Munro (1990) also reported that the workshop participants discussed the application of structural alerts and genotoxicity data to distinguish between DNA-reactive carcinogens with potential low-dose effects and non-genotoxic carcinogens demonstrating thresholds. It was suggested that it might be reasonable to set thresholds for non-genotoxic carcinogens based on classical toxicological criteria rather than on low-dose extrapolation of tumor data. This was, however, not addressed in the analyses, which treated all carcinogens with the same approach of linear extrapolation from the TD50 to below the VSD.
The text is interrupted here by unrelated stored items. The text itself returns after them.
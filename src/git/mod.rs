//! Git tag lookup used when a project computes its version at build time
//!
//! - [`runner`]: the process seam, [`GitRunner`] and its `git` implementation
//! - [`tags`]: tag discovery strategies, tag cleaning and validation

pub mod runner;
pub mod tags;

use std::path::PathBuf;

use thiserror::Error;

pub use runner::{GitRunner, SystemGit};
pub use tags::GitTagResolver;

#[derive(Debug, Error)]
pub enum GitError {
    #[error("Not a git repository: {}", .0.display())]
    NotAGitRepository(PathBuf),

    #[error("No version tags found in repository")]
    NoVersionTagsFound,

    #[error("git {args} failed: {stderr}")]
    CommandFailed { args: String, stderr: String },

    #[error("Failed to run git: {0}")]
    Spawn(#[source] std::io::Error),
}

/// Outcome of a tag lookup
#[derive(Debug, Clone, Default, PartialEq, Eq)]
pub struct GitTagResult {
    /// Cleaned version, `2.1.4` for tag `v2.1.4`
    pub version: String,
    /// Tag as reported by git
    pub tag: String,
    pub success: bool,
    pub is_git_repo: bool,
}
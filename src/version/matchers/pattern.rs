//! Generic regex matcher
//!
//! Patterns are applied one line at a time unless one of them looks like it
//! spans lines (XML elements, `{ ... version ... }` objects, `[\s\S]` classes),
//! in which case the whole file is matched at once.

use std::path::Path;
use std::sync::{Arc, LazyLock};

use regex::Regex;
use tracing::{debug, warn};

use crate::fs::FileReader;
use crate::version::cache::PatternCache;
use crate::version::error::ExtractError;
use crate::version::matcher::{VersionMatch, VersionMatcher, capture_version};

/// Syntax in a pattern's source that suggests it needs more than one line
static MULTI_LINE_INDICATORS: LazyLock<Vec<Regex>> = LazyLock::new(|| {
    [
        r"\.package\(.*version",
        r"<[^>]*>.*<[^>]*>",
        r"\([^)]*version[^)]*\)",
        r"\{[^}]*version[^}]*\}",
    ]
    .iter()
    .map(|indicator| Regex::new(indicator).unwrap())
    .collect()
});

static WHITESPACE_RUN: LazyLock<Regex> = LazyLock::new(|| Regex::new(r"\s+").unwrap());

/// Whether a pattern source needs whole-content matching
pub fn is_multi_line_pattern(source: &str) -> bool {
    source.contains(r"[\s\S]") || MULTI_LINE_INDICATORS.iter().any(|re| re.is_match(source))
}

pub struct PatternMatcher {
    cache: Arc<PatternCache>,
    reader: FileReader,
}

impl PatternMatcher {
    pub fn new(cache: Arc<PatternCache>, reader: FileReader) -> Self {
        Self { cache, reader }
    }

    fn compiled(&self, source: &str) -> Option<Regex> {
        self.cache
            .get(source)
            .inspect_err(|e| warn!("Skipping pattern: {}", e))
            .ok()
    }

    /// Each pattern is tried against whitespace-collapsed content first, then the
    /// content as read
    fn extract_whole_content(
        &self,
        path: &Path,
        patterns: &[String],
    ) -> Result<Option<VersionMatch>, ExtractError> {
        let content = self.reader.read_content(path, true)?;
        let collapsed = WHITESPACE_RUN.replace_all(&content, " ");

        for source in patterns {
            let Some(re) = self.compiled(source) else {
                continue;
            };

            let version = capture_version(&re, &collapsed).or_else(|| capture_version(&re, &content));
            if let Some(version) = version {
                return Ok(Some(VersionMatch::new(version, source.as_str())));
            }
        }

        Ok(None)
    }

    fn extract_line_by_line(
        &self,
        path: &Path,
        patterns: &[String],
    ) -> Result<Option<VersionMatch>, ExtractError> {
        for source in patterns {
            let Some(re) = self.compiled(source) else {
                continue;
            };

            if let Some(version) = self
                .reader
                .process_lines(path, |line| capture_version(&re, line))?
            {
                return Ok(Some(VersionMatch::new(version, source.as_str())));
            }
        }

        Ok(None)
    }
}

impl VersionMatcher for PatternMatcher {
    fn extract(
        &self,
        path: &Path,
        patterns: &[String],
    ) -> Result<Option<VersionMatch>, ExtractError> {
        if patterns.iter().any(|source| is_multi_line_pattern(source)) {
            debug!("Matching {} against whole content", path.display());
            self.extract_whole_content(path, patterns)
        } else {
            self.extract_line_by_line(path, patterns)
        }
    }
}
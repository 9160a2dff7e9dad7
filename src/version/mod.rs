//! Version matching layer
//!
//! # Architecture
//!
//! ```text
//! ┌──────────────┐     ┌──────────────┐     ┌──────────────┐
//! │   Matchers   │────▶│ PatternCache │◀────│   Dynamic    │
//! │ (static ver) │     │   (regex)    │     │  (detector)  │
//! └──────────────┘     └──────────────┘     └──────────────┘
//!        │
//!        ▼
//! ┌──────────────┐
//! │    semver    │
//! │(clean/check) │
//! └──────────────┘
//! ```
//!
//! # Modules
//!
//! - [`cache`]: compiled regex cache shared across matchers
//! - [`dynamic`]: dynamic versioning indicators
//! - [`matcher`]: matching trait and strategy selection
//! - [`matchers`]: generic regex and `pyproject.toml` strategies
//! - [`error`]: extraction error type
//! - [`semver`]: version cleaning and validation

pub mod cache;
pub mod dynamic;
pub mod error;
pub mod matcher;
pub mod matchers;
pub mod semver;
use std::path::{Path, PathBuf};
use std::process::ExitCode;

use anyhow::Context;
use clap::{ArgAction, Parser, Subcommand};
use tracing::{debug, warn};

use version_extract::config::Config;
use version_extract::extractor::VersionExtractor;
use version_extract::logging;
use version_extract::output::{self, JsonStyle, OutputFormat};

#[derive(Parser)]
#[command(name = "version-extract")]
#[command(version, about = "Extract version strings from project metadata files")]
struct Cli {
    #[command(subcommand)]
    command: Option<Command>,

    /// Project directory or a single project file
    #[arg(short, long, default_value = ".")]
    path: PathBuf,

    /// YAML project type definitions (defaults to the bundled set)
    #[arg(short, long, global = true)]
    config: Option<PathBuf>,

    #[arg(short, long, value_enum, default_value_t = OutputFormat::Text, global = true)]
    format: OutputFormat,

    #[arg(long, value_enum, default_value_t = JsonStyle::Pretty, global = true)]
    json_format: JsonStyle,

    /// Show how the version was found
    #[arg(short, long, global = true)]
    verbose: bool,

    /// Exit with status 1 when no version is found
    #[arg(long, action = ArgAction::Set, default_value_t = true)]
    fail_on_error: bool,

    /// Use the latest Git tag for dynamically versioned projects
    #[arg(long, action = ArgAction::Set, default_value_t = true)]
    dynamic_fallback: bool,

    /// Emit log lines as JSON
    #[arg(long, global = true)]
    log_json: bool,
}

#[derive(Subcommand)]
enum Command {
    /// List supported project types
    List,
}

fn load_config(path: Option<&Path>) -> anyhow::Result<Config> {
    match path {
        Some(path) => {
            debug!("Loading configuration from: {}", path.display());
            Config::load(path)
                .with_context(|| format!("failed to load configuration from {}", path.display()))
        }
        None => Config::builtin().context("failed to load bundled configuration"),
    }
}

fn print_error(error: &anyhow::Error, cli: &Cli) {
    let message = format!("{error:#}");
    let rendered = output::render_error(&message, cli.format, cli.json_format);
    match cli.format {
        OutputFormat::Json => println!("{rendered}"),
        OutputFormat::Text => eprint!("{rendered}"),
    }
}

fn run(cli: &Cli) -> ExitCode {
    let config = match load_config(cli.config.as_deref()) {
        Ok(config) => config,
        Err(e) => {
            print_error(&e, cli);
            return ExitCode::FAILURE;
        }
    };
    debug!("Loaded {} project configurations", config.projects.len());

    if let Some(Command::List) = cli.command {
        let rendered = output::render_projects(&config, cli.format, cli.json_format);
        println!("{}", rendered.trim_end());
        return ExitCode::SUCCESS;
    }

    debug!("Searching in path: {}", cli.path.display());
    let extractor = VersionExtractor::from_config(&config).with_dynamic_fallback(cli.dynamic_fallback);
    let outcome = extractor.extract(&cli.path);

    if let Err(e) = &outcome {
        if cli.fail_on_error {
            let error = anyhow::anyhow!("version extraction failed: {e}");
            print_error(&error, cli);
            return ExitCode::FAILURE;
        }
        warn!("{}", e);
    }

    let rendered = output::render_result(&outcome, cli.format, cli.json_format, cli.verbose);
    println!("{}", rendered.trim_end());
    ExitCode::SUCCESS
}

fn main() -> ExitCode {
    let cli = Cli::parse();
    logging::init(cli.verbose, cli.log_json);

    run(&cli)
}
The FDA based the TOR of 0.5 ppb (corresponding to a default daily intake of 0.025 μg/kg bw/d based on 60 kg body weight and combined food and drink consumption of 3 kg/d) finally adopted on the need to provide a reasonable balance between necessary conservatism and practical utility, including analytical sensitivity. The TOR applies only to substances used in food-contact articles (Federal Register 1995) and defines a migration level below which new food contact substances qualify for an abbreviated approval process, provided that no concern exists for low dose toxicity, from DNA reactive mutagenicity, based on the chemical structure or other information.

The possibility of refining the TOR approach by taking into account information on mode of action (MOA) for carcinogenicity was then investigated by Cheeseman et al. (1999), a possibility that had already been touched upon by Munro (1990). Cheeseman et al. (1999) analyzed an expanded database of 709 carcinogens tested by the oral route. This analysis showed that Ames test negative carcinogens (193 out of 709) were eight-fold less potent than Ames test positive carcinogens (249 out of 709), even if a linear non-threshold dose–response was assumed, regardless of MOA. Based on this analysis, it was concluded that substances that were negative in the Ames test and for structural alerts for DNA-reactive genotoxicity (i.e. mutagenicity) might qualify for a higher dietary threshold, of around 0.25 μg/kg bw/d. Cheeseman et al. (1999) also identified structural classes associated with high potency for carcinogenicity, and on this basis recommended exclusion, i.e. N-nitroso-compounds, benzidine-structures and three other structural classes, from the TOR approach, even at the conservative value of 0.025 μg/kg bw/d.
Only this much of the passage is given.